- [Exercise goal]
The word "bool" marks the lines to keep; find each one in the data and copy it.
== Entries provided
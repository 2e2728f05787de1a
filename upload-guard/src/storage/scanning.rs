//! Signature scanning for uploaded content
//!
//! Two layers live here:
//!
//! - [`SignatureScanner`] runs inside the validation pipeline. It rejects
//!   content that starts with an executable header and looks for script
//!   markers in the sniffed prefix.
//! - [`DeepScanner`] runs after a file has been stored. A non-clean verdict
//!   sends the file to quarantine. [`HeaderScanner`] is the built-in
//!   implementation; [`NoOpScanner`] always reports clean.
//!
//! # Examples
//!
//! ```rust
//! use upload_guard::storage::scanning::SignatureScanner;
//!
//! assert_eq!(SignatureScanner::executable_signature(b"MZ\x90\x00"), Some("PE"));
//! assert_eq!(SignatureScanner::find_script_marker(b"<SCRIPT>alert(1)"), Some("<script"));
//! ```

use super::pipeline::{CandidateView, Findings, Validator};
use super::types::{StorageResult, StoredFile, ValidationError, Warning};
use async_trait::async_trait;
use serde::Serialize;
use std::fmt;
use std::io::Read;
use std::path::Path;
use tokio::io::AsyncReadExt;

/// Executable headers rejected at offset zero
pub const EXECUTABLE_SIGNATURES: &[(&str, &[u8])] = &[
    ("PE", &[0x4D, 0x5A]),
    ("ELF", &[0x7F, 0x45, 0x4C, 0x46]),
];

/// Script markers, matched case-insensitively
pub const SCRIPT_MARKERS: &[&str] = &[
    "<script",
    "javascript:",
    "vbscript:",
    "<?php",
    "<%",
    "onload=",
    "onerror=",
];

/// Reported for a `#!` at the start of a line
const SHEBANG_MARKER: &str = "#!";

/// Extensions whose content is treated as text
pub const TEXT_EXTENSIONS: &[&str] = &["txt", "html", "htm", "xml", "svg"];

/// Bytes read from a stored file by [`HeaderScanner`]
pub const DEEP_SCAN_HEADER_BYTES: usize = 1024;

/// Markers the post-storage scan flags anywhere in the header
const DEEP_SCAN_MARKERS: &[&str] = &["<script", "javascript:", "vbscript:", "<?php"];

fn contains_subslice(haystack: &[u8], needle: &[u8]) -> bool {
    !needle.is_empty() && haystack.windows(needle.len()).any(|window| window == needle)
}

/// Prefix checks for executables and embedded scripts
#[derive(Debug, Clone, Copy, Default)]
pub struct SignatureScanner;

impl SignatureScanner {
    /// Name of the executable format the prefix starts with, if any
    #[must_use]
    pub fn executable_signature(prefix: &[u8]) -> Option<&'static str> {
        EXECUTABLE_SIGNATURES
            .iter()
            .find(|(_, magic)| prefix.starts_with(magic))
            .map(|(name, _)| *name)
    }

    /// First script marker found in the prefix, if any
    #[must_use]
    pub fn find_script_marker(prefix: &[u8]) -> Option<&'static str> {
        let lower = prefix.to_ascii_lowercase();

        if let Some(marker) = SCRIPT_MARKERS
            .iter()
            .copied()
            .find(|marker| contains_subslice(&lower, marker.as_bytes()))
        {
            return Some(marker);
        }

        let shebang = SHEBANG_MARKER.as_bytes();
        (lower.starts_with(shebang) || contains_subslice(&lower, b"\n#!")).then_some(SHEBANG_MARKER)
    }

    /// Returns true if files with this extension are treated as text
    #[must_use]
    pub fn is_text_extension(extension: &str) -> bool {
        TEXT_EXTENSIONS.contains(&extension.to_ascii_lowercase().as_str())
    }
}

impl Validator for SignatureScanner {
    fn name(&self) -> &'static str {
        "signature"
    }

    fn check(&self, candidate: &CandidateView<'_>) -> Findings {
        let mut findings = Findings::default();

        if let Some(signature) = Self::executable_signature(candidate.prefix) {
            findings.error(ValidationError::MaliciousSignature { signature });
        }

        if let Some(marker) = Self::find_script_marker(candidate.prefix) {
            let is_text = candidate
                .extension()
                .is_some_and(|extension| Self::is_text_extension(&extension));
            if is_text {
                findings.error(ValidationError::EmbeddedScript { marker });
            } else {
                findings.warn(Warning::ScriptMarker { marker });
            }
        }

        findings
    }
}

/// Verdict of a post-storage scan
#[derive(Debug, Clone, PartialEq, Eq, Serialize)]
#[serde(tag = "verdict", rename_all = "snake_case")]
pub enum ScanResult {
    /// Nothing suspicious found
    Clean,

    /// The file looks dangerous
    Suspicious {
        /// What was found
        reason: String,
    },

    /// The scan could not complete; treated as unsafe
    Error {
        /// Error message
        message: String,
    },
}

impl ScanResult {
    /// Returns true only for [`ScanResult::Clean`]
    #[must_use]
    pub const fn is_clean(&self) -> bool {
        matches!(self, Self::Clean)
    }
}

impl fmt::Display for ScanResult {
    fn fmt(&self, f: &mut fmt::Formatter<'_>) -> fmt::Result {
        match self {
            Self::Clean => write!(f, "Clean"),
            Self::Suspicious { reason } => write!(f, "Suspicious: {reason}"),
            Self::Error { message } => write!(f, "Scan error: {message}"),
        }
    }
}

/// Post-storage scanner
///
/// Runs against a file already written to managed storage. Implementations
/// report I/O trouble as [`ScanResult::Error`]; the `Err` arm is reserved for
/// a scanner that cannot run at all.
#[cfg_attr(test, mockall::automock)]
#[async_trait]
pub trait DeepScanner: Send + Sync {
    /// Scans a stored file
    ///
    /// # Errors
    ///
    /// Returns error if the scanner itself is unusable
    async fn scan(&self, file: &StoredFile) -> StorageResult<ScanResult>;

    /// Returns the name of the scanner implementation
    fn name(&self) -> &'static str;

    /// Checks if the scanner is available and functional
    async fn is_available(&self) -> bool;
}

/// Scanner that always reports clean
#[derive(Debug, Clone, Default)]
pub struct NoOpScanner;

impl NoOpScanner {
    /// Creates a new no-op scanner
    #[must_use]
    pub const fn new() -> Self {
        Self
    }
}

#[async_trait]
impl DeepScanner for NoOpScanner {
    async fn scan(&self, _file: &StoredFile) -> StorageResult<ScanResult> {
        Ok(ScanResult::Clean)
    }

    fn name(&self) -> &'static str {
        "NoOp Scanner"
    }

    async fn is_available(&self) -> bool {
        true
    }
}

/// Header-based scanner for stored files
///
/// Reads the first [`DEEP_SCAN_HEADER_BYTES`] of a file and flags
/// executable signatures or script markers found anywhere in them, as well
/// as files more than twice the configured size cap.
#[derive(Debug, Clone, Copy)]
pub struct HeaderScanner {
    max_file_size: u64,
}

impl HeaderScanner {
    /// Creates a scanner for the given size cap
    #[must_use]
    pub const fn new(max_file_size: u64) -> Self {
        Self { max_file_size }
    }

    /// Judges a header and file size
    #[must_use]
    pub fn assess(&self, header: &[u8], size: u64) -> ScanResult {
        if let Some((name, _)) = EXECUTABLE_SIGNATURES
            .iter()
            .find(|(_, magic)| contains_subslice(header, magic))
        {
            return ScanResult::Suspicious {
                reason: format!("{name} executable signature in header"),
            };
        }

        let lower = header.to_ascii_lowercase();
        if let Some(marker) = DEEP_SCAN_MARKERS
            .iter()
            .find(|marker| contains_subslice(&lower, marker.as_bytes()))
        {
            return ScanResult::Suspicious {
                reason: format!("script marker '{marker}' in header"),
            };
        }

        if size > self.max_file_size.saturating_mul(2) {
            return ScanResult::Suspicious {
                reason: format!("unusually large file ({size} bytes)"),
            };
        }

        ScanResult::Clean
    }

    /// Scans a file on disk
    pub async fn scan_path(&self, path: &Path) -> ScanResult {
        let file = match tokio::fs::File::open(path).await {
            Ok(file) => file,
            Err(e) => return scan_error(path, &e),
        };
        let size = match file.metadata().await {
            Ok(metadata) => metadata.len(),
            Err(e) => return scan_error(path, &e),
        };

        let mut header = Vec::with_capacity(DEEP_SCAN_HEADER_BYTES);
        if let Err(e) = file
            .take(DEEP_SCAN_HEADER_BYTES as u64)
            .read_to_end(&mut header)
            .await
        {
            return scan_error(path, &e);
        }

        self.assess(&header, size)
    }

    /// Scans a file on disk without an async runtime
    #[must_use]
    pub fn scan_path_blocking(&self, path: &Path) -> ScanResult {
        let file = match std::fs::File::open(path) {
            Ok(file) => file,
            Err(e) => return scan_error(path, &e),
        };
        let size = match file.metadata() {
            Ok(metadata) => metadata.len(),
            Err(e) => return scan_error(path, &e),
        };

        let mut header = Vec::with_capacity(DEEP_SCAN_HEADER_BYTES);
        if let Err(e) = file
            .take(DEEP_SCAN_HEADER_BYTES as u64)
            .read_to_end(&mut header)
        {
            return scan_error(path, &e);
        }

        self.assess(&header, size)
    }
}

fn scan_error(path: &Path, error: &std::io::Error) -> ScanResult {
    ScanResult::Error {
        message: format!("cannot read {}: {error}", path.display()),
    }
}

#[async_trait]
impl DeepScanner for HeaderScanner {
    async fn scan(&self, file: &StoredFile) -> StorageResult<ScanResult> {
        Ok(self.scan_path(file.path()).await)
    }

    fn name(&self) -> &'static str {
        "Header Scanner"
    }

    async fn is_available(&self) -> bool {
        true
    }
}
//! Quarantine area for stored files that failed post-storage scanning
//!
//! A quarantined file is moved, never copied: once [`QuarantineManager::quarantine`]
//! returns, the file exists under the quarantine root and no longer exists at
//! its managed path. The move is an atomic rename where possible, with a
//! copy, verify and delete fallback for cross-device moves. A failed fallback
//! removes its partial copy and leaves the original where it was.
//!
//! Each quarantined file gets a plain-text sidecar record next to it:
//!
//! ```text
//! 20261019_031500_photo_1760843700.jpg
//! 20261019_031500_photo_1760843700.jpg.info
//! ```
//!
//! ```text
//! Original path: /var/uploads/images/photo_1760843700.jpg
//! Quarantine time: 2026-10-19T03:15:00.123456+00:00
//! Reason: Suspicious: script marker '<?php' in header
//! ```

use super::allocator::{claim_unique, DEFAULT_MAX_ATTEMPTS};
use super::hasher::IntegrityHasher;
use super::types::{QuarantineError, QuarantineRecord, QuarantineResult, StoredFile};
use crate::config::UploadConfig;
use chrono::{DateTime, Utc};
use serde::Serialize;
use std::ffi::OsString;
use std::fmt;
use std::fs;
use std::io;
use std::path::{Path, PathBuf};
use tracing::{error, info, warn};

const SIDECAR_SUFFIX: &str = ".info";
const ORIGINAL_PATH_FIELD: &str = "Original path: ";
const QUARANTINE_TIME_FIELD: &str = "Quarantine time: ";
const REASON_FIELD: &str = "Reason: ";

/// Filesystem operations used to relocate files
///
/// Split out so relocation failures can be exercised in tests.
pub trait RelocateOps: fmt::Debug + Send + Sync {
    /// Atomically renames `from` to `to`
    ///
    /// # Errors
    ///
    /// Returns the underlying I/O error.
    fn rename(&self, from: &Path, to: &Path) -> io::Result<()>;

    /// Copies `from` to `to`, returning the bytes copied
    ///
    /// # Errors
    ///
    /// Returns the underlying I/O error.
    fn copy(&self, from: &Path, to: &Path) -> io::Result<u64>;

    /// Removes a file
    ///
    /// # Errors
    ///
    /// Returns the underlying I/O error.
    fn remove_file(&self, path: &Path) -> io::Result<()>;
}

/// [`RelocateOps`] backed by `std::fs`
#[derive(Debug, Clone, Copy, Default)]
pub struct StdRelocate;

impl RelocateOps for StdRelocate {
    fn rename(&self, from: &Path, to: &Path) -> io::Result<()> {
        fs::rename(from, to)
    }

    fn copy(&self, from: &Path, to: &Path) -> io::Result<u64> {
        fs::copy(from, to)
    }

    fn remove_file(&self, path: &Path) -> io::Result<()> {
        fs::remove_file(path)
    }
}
====
== Entries provided
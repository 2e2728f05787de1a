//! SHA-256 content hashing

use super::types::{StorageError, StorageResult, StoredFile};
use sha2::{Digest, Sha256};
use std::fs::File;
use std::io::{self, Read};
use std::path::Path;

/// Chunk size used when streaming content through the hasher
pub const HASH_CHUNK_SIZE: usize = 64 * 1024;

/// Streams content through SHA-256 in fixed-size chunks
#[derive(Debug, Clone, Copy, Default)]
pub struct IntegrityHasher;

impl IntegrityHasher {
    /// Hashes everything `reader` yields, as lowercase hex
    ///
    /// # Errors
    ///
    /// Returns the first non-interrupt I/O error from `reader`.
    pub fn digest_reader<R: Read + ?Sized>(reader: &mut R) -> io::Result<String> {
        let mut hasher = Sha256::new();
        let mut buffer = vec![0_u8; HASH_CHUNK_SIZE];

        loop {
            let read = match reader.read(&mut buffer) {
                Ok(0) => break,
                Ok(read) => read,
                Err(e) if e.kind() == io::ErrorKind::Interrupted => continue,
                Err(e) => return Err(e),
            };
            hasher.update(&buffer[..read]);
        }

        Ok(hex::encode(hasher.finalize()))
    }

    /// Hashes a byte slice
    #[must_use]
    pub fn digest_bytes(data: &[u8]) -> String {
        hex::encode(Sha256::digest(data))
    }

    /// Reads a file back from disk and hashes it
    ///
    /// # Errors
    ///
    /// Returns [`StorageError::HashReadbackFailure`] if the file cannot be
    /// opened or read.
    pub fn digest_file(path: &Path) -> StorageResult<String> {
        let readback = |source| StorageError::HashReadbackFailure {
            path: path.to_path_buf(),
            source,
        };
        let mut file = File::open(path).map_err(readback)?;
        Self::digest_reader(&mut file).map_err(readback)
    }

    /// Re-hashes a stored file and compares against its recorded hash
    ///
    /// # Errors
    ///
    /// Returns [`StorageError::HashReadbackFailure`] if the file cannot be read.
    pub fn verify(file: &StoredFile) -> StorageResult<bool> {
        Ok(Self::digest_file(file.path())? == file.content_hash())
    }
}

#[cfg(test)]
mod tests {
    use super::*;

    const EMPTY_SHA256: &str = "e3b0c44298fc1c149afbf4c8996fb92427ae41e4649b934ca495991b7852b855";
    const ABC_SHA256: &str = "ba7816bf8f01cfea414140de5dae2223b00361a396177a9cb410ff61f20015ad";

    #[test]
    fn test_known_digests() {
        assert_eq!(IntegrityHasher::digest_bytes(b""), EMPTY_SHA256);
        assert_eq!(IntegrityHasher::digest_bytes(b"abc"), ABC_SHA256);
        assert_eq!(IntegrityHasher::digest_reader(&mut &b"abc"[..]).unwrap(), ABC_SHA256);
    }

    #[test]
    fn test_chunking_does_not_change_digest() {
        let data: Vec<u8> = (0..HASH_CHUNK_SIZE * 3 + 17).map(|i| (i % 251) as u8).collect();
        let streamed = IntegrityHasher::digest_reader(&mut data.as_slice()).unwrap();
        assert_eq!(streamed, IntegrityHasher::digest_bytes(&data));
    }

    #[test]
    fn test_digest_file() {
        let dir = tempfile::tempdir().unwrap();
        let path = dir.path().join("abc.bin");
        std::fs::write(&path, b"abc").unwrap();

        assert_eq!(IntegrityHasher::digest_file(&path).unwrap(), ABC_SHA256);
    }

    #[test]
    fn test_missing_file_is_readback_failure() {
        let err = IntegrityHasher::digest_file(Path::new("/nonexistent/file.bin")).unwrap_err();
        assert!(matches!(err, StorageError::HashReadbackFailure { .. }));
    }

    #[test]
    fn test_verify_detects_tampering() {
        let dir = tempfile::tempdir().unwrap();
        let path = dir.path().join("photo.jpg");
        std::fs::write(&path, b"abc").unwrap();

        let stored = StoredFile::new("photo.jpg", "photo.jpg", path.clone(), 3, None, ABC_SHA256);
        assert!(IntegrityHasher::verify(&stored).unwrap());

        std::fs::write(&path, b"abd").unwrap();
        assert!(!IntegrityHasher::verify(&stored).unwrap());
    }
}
====
- [Result for this task]
fn contains_subslice(haystack: &[u8], needle: &[u8]) -> bool {
    pub fn is_text_extension(extension: &str) -> bool {
    pub const fn is_clean(&self) -> bool {
    async fn is_available(&self) -> bool;
    async fn is_available(&self) -> bool {
    async fn is_available(&self) -> bool {
    pub fn verify(file: &StoredFile) -> StorageResult<bool> {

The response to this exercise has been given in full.